RECORDS FOR THE TASK →
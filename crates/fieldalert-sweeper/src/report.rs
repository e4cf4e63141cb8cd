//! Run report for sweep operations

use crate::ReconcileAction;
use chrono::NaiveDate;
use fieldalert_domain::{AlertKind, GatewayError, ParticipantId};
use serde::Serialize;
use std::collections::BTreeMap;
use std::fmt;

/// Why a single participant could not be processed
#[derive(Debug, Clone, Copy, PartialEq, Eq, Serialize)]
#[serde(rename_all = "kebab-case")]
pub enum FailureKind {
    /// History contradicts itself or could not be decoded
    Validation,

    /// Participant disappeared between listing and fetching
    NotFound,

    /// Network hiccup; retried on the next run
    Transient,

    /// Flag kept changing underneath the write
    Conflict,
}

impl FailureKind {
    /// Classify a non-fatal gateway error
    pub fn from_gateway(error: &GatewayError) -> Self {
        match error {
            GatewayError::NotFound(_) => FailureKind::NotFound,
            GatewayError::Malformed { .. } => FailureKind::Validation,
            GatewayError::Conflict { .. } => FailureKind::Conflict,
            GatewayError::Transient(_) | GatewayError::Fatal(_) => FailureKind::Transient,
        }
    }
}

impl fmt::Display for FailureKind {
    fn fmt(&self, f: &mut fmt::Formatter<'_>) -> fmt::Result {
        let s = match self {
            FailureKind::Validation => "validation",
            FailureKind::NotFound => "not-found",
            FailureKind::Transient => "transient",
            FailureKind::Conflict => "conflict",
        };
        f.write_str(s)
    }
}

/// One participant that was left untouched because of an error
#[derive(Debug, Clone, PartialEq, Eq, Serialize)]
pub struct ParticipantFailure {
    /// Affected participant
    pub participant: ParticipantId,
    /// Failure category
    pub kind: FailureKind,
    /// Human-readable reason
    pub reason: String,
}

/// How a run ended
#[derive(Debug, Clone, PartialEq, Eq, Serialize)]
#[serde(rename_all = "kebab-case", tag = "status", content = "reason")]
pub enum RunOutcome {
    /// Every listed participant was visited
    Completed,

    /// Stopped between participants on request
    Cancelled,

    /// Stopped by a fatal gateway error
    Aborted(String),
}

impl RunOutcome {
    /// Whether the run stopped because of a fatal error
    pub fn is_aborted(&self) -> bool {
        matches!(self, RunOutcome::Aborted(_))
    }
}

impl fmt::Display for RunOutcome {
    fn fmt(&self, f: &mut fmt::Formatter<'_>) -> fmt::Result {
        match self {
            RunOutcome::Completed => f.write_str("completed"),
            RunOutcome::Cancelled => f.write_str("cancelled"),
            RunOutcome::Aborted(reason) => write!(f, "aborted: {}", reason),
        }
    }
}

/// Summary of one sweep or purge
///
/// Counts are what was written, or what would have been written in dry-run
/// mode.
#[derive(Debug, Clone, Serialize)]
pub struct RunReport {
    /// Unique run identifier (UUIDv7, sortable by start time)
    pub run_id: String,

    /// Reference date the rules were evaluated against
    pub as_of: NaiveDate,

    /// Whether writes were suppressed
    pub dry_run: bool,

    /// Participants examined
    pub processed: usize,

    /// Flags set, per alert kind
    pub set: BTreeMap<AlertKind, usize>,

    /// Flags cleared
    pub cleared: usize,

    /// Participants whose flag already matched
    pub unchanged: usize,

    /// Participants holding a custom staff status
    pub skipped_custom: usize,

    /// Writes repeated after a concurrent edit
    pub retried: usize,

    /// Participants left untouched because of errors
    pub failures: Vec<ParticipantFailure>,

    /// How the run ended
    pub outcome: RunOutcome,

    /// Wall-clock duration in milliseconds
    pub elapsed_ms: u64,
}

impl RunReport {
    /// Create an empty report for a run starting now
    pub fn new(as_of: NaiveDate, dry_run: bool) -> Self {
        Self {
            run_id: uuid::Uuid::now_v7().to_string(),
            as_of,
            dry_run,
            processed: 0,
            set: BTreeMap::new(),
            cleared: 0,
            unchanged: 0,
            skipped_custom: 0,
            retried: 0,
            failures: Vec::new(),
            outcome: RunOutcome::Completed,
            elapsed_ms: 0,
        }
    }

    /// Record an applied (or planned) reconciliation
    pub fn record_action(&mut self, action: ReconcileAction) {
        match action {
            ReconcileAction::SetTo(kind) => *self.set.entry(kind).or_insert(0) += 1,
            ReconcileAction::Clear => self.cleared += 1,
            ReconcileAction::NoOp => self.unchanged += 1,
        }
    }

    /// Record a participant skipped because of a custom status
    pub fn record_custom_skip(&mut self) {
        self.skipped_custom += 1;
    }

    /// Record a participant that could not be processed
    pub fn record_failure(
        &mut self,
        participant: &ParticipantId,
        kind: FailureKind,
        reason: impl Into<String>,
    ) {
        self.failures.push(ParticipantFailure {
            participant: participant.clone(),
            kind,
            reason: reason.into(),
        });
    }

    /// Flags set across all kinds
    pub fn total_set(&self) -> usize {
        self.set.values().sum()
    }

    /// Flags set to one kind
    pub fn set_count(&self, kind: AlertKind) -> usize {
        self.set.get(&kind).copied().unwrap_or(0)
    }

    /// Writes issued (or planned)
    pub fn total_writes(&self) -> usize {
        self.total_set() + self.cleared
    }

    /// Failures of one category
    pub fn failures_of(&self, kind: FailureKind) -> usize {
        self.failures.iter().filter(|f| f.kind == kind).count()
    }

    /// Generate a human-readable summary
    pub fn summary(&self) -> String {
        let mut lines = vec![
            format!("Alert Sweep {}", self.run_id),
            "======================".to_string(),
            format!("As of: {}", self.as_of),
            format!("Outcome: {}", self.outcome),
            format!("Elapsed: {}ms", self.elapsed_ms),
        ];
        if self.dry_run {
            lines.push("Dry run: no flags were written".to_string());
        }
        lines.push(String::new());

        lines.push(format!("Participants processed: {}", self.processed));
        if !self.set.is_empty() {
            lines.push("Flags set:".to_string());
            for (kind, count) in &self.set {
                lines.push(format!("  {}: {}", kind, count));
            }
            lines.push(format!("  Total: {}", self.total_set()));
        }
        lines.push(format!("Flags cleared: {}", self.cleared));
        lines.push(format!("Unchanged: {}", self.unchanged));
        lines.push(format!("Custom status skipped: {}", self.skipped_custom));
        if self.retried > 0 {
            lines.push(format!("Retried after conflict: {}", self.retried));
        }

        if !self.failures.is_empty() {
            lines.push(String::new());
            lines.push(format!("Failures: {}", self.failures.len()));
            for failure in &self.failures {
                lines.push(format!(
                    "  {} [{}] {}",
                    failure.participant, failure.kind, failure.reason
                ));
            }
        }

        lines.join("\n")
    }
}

WORK REQUEST → Give back the lines of the data exactly as they are written, from the first line through the line containing "participant could not be processed".

SOLUTION →
filename crates/fieldalert-sweeper/src/report.rs
repository e4cf4e63141cb8cd
//! Run report for sweep operations

use crate::ReconcileAction;
use chrono::NaiveDate;
use fieldalert_domain::{AlertKind, GatewayError, ParticipantId};
use serde::Serialize;
use std::collections::BTreeMap;
use std::fmt;

/// Why a single participant could not be processed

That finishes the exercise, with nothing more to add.